• Work instruction:
Where does the string "view" appear in the material? Copy each line that holds it.

....................

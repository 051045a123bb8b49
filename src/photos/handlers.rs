use axum::{
    extract::{DefaultBodyLimit, Multipart, Path, State},
    http::StatusCode,
    routing::{get, post},
    Json, Router,
};
use base64ct::{Base64, Encoding};
use bytes::Bytes;
use tracing::{instrument, warn};
use uuid::Uuid;

use super::dto::{PhotoStatus, UploadBase64, UploadResponse};
use crate::auth::extractors::AuthUser;
use crate::error::PipelineError;
use crate::groups::MediaGroupAggregator;
use crate::images::IngestService;
use crate::inference::task_status;
use crate::state::AppState;

const PRESIGN_SECS: u64 = 600;

pub fn read_routes() -> Router<AppState> {
    Router::new().route("/photos/:id", get(get_photo))
}

pub fn write_routes() -> Router<AppState> {
    Router::new()
        .route("/photos", post(upload_multipart))
        .route("/photos/base64", post(upload_base64))
        .layer(DefaultBodyLimit::max(20 * 1024 * 1024)) // 20MB
}

async fn accept(
    state: &AppState,
    user_id: Uuid,
    body: Bytes,
    content_type: &str,
    media_group: Option<String>,
) -> Result<(StatusCode, Json<UploadResponse>), PipelineError> {
    let receipt = IngestService::from_state(state)
        .ingest(user_id, body, content_type)
        .await?;

    let media_group = media_group.filter(|g| !g.trim().is_empty());
    if let Some(group) = media_group.as_deref() {
        // The elected finalizer runs detached; its outcome is read back via GET /media-groups/:key.
        MediaGroupAggregator::from_state(state)
            .register(user_id, group, receipt.image_id)
            .await?;
    }

    let status = if receipt.duplicate {
        StatusCode::OK
    } else {
        StatusCode::ACCEPTED
    };
    Ok((status, Json(UploadResponse { receipt, media_group })))
}

/// POST /photos (multipart)
/// Fields: `file` (required), `media_group` (optional).
#[instrument(skip(state, mp))]
pub async fn upload_multipart(
    State(state): State<AppState>,
    AuthUser(user_id): AuthUser,
    mut mp: Multipart,
) -> Result<(StatusCode, Json<UploadResponse>), PipelineError> {
    let mut file: Option<(Bytes, String)> = None;
    let mut media_group = None;

    while let Some(field) = mp
        .next_field()
        .await
        .map_err(|e| PipelineError::InvalidInput(format!("malformed multipart: {e}")))?
    {
        match field.name() {
            Some("file") => {
                let ct = field
                    .content_type()
                    .map(str::to_string)
                    .unwrap_or_else(|| "application/octet-stream".into());
                let data = field
                    .bytes()
                    .await
                    .map_err(|e| PipelineError::InvalidInput(format!("reading file: {e}")))?;
                file = Some((data, ct));
            }
            Some("media_group") => {
                let text = field
                    .text()
                    .await
                    .map_err(|e| PipelineError::InvalidInput(format!("reading media_group: {e}")))?;
                media_group = Some(text);
            }
            _ => {}
        }
    }

    let (body, ct) = file.ok_or_else(|| PipelineError::InvalidInput("file is required".into()))?;
    accept(&state, user_id, body, &ct, media_group).await
}

/// POST /photos/base64 { image_b64, content_type?, media_group? }
#[instrument(skip(state, body))]
pub async fn upload_base64(
    State(state): State<AppState>,
    AuthUser(user_id): AuthUser,
    Json(body): Json<UploadBase64>,
) -> Result<(StatusCode, Json<UploadResponse>), PipelineError> {
    if body.image_b64.trim().is_empty() {
        return Err(PipelineError::InvalidInput("image_b64 is required".into()));
    }
    let bytes = Base64::decode_vec(body.image_b64.trim())
        .map_err(|_| PipelineError::InvalidInput("invalid base64".into()))?;
    let ct = body
        .content_type
        .as_deref()
        .unwrap_or("application/octet-stream");
    accept(&state, user_id, Bytes::from(bytes), ct, body.media_group).await
}

#[instrument(skip(state))]
pub async fn get_photo(
    State(state): State<AppState>,
    AuthUser(user_id): AuthUser,
    Path(id): Path<Uuid>,
) -> Result<Json<PhotoStatus>, PipelineError> {
    let view = task_status(state.inference.as_ref(), id).await?;
    // Other owners get the same answer as for an unknown id.
    if view.task.owner_id != user_id {
        return Err(PipelineError::NotFound(format!("task {id}")));
    }

    let url = match state.photos.get(id).await.map_err(PipelineError::Repository)? {
        Some(photo) => match state.storage.presign_get(&photo.storage_key, PRESIGN_SECS).await {
            Ok(url) => Some(url),
            Err(e) => {
                warn!(%id, error = %e, "presign failed");
                None
            }
        },
        None => None,
    };

    Ok(Json(PhotoStatus { view, url }))
}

....................

• Answer section:
    let view = task_status(state.inference.as_ref(), id).await?;
    if view.task.owner_id != user_id {
    Ok(Json(PhotoStatus { view, url }))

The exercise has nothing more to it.